[What is expected]
Only lines holding the word "loop" should be copied from the material.

Start of Provided data

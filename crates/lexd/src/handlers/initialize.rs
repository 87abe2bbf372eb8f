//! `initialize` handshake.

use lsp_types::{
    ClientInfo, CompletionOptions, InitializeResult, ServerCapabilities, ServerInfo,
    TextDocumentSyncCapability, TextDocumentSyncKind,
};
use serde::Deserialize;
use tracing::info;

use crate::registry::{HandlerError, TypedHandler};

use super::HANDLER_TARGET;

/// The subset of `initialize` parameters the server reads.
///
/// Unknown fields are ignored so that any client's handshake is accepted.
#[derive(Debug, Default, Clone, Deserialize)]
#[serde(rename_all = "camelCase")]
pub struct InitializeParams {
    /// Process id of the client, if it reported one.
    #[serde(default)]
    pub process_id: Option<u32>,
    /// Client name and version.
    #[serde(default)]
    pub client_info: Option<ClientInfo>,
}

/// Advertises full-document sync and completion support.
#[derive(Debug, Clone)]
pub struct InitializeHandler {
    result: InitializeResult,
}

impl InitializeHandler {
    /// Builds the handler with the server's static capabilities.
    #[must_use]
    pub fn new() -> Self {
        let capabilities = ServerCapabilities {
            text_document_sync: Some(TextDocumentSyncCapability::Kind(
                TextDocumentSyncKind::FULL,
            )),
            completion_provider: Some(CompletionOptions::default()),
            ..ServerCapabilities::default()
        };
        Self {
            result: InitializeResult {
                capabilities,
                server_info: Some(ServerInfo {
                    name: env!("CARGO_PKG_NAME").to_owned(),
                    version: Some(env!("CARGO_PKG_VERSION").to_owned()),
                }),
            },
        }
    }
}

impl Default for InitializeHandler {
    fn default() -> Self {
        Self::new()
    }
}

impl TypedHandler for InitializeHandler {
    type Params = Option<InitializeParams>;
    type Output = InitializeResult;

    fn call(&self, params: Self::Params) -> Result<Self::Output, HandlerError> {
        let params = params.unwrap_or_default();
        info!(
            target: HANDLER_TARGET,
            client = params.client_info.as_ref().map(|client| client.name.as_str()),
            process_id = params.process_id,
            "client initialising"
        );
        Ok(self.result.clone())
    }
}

End of Provided data
Start of Provided data

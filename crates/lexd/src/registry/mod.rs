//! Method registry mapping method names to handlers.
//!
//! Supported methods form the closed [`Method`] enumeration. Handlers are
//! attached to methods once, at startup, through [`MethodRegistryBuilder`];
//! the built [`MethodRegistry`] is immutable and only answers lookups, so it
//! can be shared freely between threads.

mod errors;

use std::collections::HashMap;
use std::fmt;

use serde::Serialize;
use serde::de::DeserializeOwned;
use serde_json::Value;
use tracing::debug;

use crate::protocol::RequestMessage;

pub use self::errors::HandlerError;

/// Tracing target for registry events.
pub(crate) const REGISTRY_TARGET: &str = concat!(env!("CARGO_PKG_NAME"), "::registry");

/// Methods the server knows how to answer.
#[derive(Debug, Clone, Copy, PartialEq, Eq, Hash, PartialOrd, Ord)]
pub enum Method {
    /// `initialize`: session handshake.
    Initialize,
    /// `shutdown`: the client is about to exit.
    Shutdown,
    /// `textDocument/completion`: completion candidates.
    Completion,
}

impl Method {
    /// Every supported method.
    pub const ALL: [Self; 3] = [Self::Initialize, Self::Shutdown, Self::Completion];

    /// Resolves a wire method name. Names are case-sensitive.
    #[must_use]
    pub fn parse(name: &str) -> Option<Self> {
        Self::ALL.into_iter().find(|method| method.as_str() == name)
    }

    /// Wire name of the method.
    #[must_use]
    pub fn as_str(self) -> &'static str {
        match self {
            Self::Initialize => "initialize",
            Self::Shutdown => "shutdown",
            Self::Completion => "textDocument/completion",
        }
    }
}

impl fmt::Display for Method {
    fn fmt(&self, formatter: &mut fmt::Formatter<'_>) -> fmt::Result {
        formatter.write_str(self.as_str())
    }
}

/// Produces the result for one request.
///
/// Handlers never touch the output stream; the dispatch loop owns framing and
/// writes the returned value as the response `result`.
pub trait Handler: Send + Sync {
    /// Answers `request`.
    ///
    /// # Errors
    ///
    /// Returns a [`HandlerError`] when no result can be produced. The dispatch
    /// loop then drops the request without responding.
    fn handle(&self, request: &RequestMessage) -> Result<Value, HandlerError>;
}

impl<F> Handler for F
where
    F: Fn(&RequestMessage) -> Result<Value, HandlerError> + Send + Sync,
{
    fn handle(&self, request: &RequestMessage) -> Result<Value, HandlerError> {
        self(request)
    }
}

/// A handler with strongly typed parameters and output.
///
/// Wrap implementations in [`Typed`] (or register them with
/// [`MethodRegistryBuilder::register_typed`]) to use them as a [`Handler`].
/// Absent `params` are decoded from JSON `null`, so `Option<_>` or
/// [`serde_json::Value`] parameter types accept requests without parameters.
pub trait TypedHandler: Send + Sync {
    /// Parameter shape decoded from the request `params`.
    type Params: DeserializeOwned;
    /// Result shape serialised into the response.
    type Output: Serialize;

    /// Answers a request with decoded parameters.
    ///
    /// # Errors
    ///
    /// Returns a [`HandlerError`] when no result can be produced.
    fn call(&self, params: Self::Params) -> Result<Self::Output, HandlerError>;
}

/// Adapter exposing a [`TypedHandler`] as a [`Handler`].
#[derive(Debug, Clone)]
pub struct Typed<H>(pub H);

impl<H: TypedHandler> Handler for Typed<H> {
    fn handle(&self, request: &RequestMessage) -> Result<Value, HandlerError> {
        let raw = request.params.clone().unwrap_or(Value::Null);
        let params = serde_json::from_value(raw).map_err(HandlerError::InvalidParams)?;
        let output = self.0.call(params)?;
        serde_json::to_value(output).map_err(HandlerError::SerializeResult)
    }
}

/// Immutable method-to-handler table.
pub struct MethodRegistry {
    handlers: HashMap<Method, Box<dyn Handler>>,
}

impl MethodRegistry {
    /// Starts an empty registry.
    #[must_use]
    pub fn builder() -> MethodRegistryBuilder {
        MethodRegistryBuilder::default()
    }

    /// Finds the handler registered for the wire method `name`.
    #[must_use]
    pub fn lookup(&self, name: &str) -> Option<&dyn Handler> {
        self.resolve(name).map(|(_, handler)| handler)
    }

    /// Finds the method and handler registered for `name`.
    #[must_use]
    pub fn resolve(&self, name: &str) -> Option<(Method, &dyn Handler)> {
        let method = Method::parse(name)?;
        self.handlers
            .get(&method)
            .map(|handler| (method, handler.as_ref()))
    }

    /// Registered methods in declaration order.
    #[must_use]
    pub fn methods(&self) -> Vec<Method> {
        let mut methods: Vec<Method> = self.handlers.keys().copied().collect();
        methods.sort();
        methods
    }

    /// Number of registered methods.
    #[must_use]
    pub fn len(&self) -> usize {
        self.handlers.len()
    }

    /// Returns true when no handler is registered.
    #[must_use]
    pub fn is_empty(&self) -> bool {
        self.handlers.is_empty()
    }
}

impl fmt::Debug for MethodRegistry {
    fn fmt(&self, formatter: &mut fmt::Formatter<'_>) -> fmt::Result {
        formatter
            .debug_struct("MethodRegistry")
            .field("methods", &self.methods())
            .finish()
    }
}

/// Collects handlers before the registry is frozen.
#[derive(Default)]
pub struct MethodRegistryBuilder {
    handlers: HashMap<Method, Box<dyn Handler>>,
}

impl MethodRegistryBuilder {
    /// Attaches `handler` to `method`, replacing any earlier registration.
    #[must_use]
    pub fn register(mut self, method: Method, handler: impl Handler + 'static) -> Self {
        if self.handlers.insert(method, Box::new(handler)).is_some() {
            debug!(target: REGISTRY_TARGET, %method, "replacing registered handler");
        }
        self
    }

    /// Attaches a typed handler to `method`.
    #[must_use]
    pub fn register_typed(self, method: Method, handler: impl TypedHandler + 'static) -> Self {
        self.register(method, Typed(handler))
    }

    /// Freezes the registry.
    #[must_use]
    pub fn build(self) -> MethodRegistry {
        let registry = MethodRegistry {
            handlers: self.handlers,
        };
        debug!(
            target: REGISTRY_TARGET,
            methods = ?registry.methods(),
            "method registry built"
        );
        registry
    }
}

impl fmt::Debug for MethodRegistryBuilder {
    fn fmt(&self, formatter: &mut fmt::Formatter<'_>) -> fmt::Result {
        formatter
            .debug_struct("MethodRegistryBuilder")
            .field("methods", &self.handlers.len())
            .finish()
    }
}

End of Provided data

[Task output]
/// Handlers never touch the output stream; the dispatch loop owns framing and
    /// loop then drops the request without responding.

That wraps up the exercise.